Apaixonar-se
pode significar viver uma sucessão de quedas livre,
pois o
amor permite experimentar raras emoções e perigosas sensações.
Da fase
inicial de deslumbramento à desejada etapa de intimidade madura
os sabores
são muito variados.
Para a criança,
perguntamos:
" você
me ama? ", " quanto? ".
Então,
ela abre os braços e mostra " esse tanto ",
porque
na infância só existe pensamento concreto.
Mais tarde
na vida, tentamos demonstrar de muitas e muitas maneiras
quanto
é " esse tanto ". A psicanálise ensina que aqueles que foram
bem amados
na infância
procuram encontrar um companheiro para recriar o paraíso perdido,
enquanto
os que sofreram privação, não foram desejados nem
amados,
buscam
alguém para compensar este vazio. Então vamos pela vida querendo
amar para
copiar ou para compensar. Mas tudo isso com medo,
medo de
abrir o coração, porque quando agimos assim
ficamos
vulneráveis à desilusão, à rejeição.
É
assustador amar.
O escritor
irlandês Oscar Wilde (1854-1900), disse que
algumas
tentações são tão grandes que é preciso
muita coragem
para
ceder a elas, mas todos sabemos que na
vida aprendemos
mais com
dez dias de agonia do que com dez anos de felicidade.
Quando
amamos, sentimos um prazer exuberante equivalente ao de um homem
dirigindo
um carro novo, fascinado com seus incríveis poderes recém-adquiridos.
O amor permite
saborear raras emoções e perigosas sensações.
Entretanto,
parece que existem três etapas, três fases no processo de conquista
do outro.
A primeira,
do deslumbramento, dura um dia, um mês, dois meses se for verão.
Desde muito
cedo na nossa vida a excitação está misturada com
a superação de obstáculos.
Então,
à medida que nos desenvolvemos, vamos criando nosso mapa interno
de excitação.
Nele estão
os riscos que enfrentamos, nossos conflitos, nossas lutas pessoais
( " não
quero parar de me sentir atraído pelo proibido " ).
Superar
as barreira é, portanto, o teste da força da atração.
Já
a segunda fase pode ser tão curta quanto um telefonema,
dependendo
dos nossos medos, das nossas dúvidas, ou tão longa
quanto
forem nossos desejos, nossa fome, nossos sonhos eróticos.
Essa fase
pode ter um sabor salgado, incrivelmente doce ou doce-amargo.
E a terceira
nunca sabemos se vamos atingi-la ou não, por isso,
sentimos
aquele tipo de medo estranho chamado coragem.
Nessa fase,
instantânea ou lentamente, cada um vai mostrando seu jogo,
pondo suas
cartas na mesa, pensando " eu sinto ", " eu quero ", " eu posso ".
Os dois
vão se abrindo, revelando seus sentimentos, seus pensamentos,
e a fronteira
entre o permitido e o proibido começa a se dissolver.
Mergulha-se
no jogo de vai-e-vem, simplesmente guloso, outra vezes, gourmet.
Começa
então de fato a descoberta do outro.
Quando
amamos de verdade, amamos porque o outro é isto, isso e aquilo,
e apesar
de o outro não ser nem isto, nem isso, nem aquilo.
É
nessa fase que se quebra a barreira entre fantasia e realidade.
Então,
quando uma pessoa se percebe sendo aceita por aquilo que é,
correspondida,
o nível de intimidade vai se aprofundando e ela se entrega.
Mas essa
entrega não é fácil.
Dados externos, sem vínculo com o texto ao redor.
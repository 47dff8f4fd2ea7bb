//! Redirect Handling
//!
//! By default, a `Client` will automatically handle HTTP redirects, having a
//! maximum redirect chain of 10 hops. To customize this behavior, a
//! `redirect::Policy` can be used with a `ClientBuilder`.

use std::fmt;

use http::StatusCode;
use url::Url;

/// A type that controls the policy on how to handle the following of
/// redirects.
///
/// The default value will catch redirect loops, and has a maximum of 10
/// redirects it will follow in a chain before returning an error.
///
/// - `limited` can be used have the same as the default behavior, but adjust
///   the allowed maximum redirect hops in a chain.
/// - `none` can be used to disable all redirect behavior.
/// - `custom` can be used to create a customized policy.
pub struct Policy {
    inner: PolicyKind,
}

/// A type that holds information on the next request and previous requests
/// in redirect chain.
#[derive(Debug)]
pub struct Attempt<'a> {
    status: StatusCode,
    next: &'a Url,
    previous: &'a [Url],
}

/// An action to perform when a redirect status code is found.
#[derive(Debug)]
pub struct Action {
    inner: ActionKind,
}

impl Policy {
    /// Create a `Policy` with a maximum number of redirects.
    ///
    /// An `Error` will be returned if the max is reached.
    pub fn limited(max: usize) -> Self {
        Self {
            inner: PolicyKind::Limit(max),
        }
    }

    /// Create a `Policy` that does not follow any redirect.
    pub fn none() -> Self {
        Self {
            inner: PolicyKind::None,
        }
    }

    /// Create a custom `Policy` using the passed function.
    ///
    /// # Note
    ///
    /// The default `Policy` handles a maximum loop chain, but the custom
    /// variant does not do that for you automatically. The custom policy
    /// should have some way of handling those.
    pub fn custom<T>(policy: T) -> Self
    where
        T: Fn(Attempt) -> Action + Send + Sync + 'static,
    {
        Self {
            inner: PolicyKind::Custom(Box::new(policy)),
        }
    }

    /// Apply this policy to a redirect attempt.
    pub fn redirect(&self, attempt: Attempt) -> Action {
        match self.inner {
            PolicyKind::Custom(ref custom) => custom(attempt),
            PolicyKind::Limit(max) => {
                if attempt.previous.len() >= max {
                    attempt.error(TooManyRedirects)
                } else {
                    attempt.follow()
                }
            }
            PolicyKind::None => attempt.stop(),
        }
    }

    pub(crate) fn check(&self, status: StatusCode, next: &Url, previous: &[Url]) -> ActionKind {
        self.redirect(Attempt {
            status,
            next,
            previous,
        })
        .inner
    }
}

impl Default for Policy {
    fn default() -> Policy {
        // Keep the default limit in sync with the doc comment above.
        Policy::limited(10)
    }
}

impl fmt::Debug for Policy {
    fn fmt(&self, f: &mut fmt::Formatter) -> fmt::Result {
        f.debug_tuple("Policy").field(&self.inner).finish()
    }
}

impl<'a> Attempt<'a> {
    /// Get the type of redirect.
    pub fn status(&self) -> StatusCode {
        self.status
    }

    /// Get the next URL to redirect to.
    pub fn url(&self) -> &Url {
        self.next
    }

    /// Get the list of previous URLs that have already been requested in
    /// this chain.
    pub fn previous(&self) -> &[Url] {
        self.previous
    }

    /// Returns an action meaning camo should follow the next URL.
    pub fn follow(self) -> Action {
        Action {
            inner: ActionKind::Follow,
        }
    }

    /// Returns an action meaning camo should not follow the next URL.
    ///
    /// The 30x response will be returned as the `Ok` result.
    pub fn stop(self) -> Action {
        Action {
            inner: ActionKind::Stop,
        }
    }

    /// Returns an action failing the redirect with an error.
    ///
    /// The `Error` will be returned for the result of the sent request.
    pub fn error<E: Into<crate::error::BoxError>>(self, error: E) -> Action {
        Action {
            inner: ActionKind::Error(error.into()),
        }
    }
}

enum PolicyKind {
    Custom(Box<dyn Fn(Attempt) -> Action + Send + Sync + 'static>),
    Limit(usize),
    None,
}

impl fmt::Debug for PolicyKind {
    fn fmt(&self, f: &mut fmt::Formatter) -> fmt::Result {
        match self {
            PolicyKind::Custom(..) => f.pad("Custom"),
            PolicyKind::Limit(max) => f.debug_tuple("Limit").field(max).finish(),
            PolicyKind::None => f.pad("None"),
        }
    }
}

#[derive(Debug)]
pub(crate) enum ActionKind {
    Follow,
    Stop,
    Error(crate::error::BoxError),
}

#[derive(Debug)]
struct TooManyRedirects;

impl fmt::Display for TooManyRedirects {
    fn fmt(&self, f: &mut fmt::Formatter) -> fmt::Result {
        f.write_str("too many redirects")
    }
}

impl std::error::Error for TooManyRedirects {}

#[cfg(test)]
mod tests {
    use super::*;

    #[test]
    fn test_redirect_policy_limit() {
        let policy = Policy::default();
        let next = Url::parse("http://x.y/z").unwrap();
        let mut previous = (0..9)
            .map(|i| Url::parse(&format!("http://a.b/c/{i}")).unwrap())
            .collect::<Vec<_>>();

        match policy.check(StatusCode::FOUND, &next, &previous) {
            ActionKind::Follow => (),
            other => panic!("unexpected {other:?}"),
        }

        previous.push(Url::parse("http://a.b.d/e/33").unwrap());

        match policy.check(StatusCode::FOUND, &next, &previous) {
            ActionKind::Error(err) if err.is::<TooManyRedirects>() => (),
            other => panic!("unexpected {other:?}"),
        }
    }

    #[test]
    fn test_redirect_policy_custom() {
        let policy = Policy::custom(|attempt| {
            if attempt.url().host_str() == Some("foo") {
                attempt.stop()
            } else {
                attempt.follow()
            }
        });

        let next = Url::parse("http://bar/baz").unwrap();
        match policy.check(StatusCode::FOUND, &next, &[]) {
            ActionKind::Follow => (),
            other => panic!("unexpected {other:?}"),
        }

        let next = Url::parse("http://foo/baz").unwrap();
        match policy.check(StatusCode::FOUND, &next, &[]) {
            ActionKind::Stop => (),
            other => panic!("unexpected {other:?}"),
        }
    }
}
Uma das perguntas que as pessoas
se fazem é:
" como
pode algo tão assustador ser ao mesmo tempo tão bom? "
É
preciso muita coragem para viver as incertezas do amor.
Por outro
lado, é preciso enfrentar o medo, as dificuldades, porque são
elas
que nos
forçam a prestar atenção em nós mesmos e a
lutar por nossos sonhos.
Não
vale a pena só passar de raspão pelo outro, pelo amor.
O que queremos
é criar uma reação emocional em cadeia
para poder
abrir os braços e até chegar a " esse tanto ".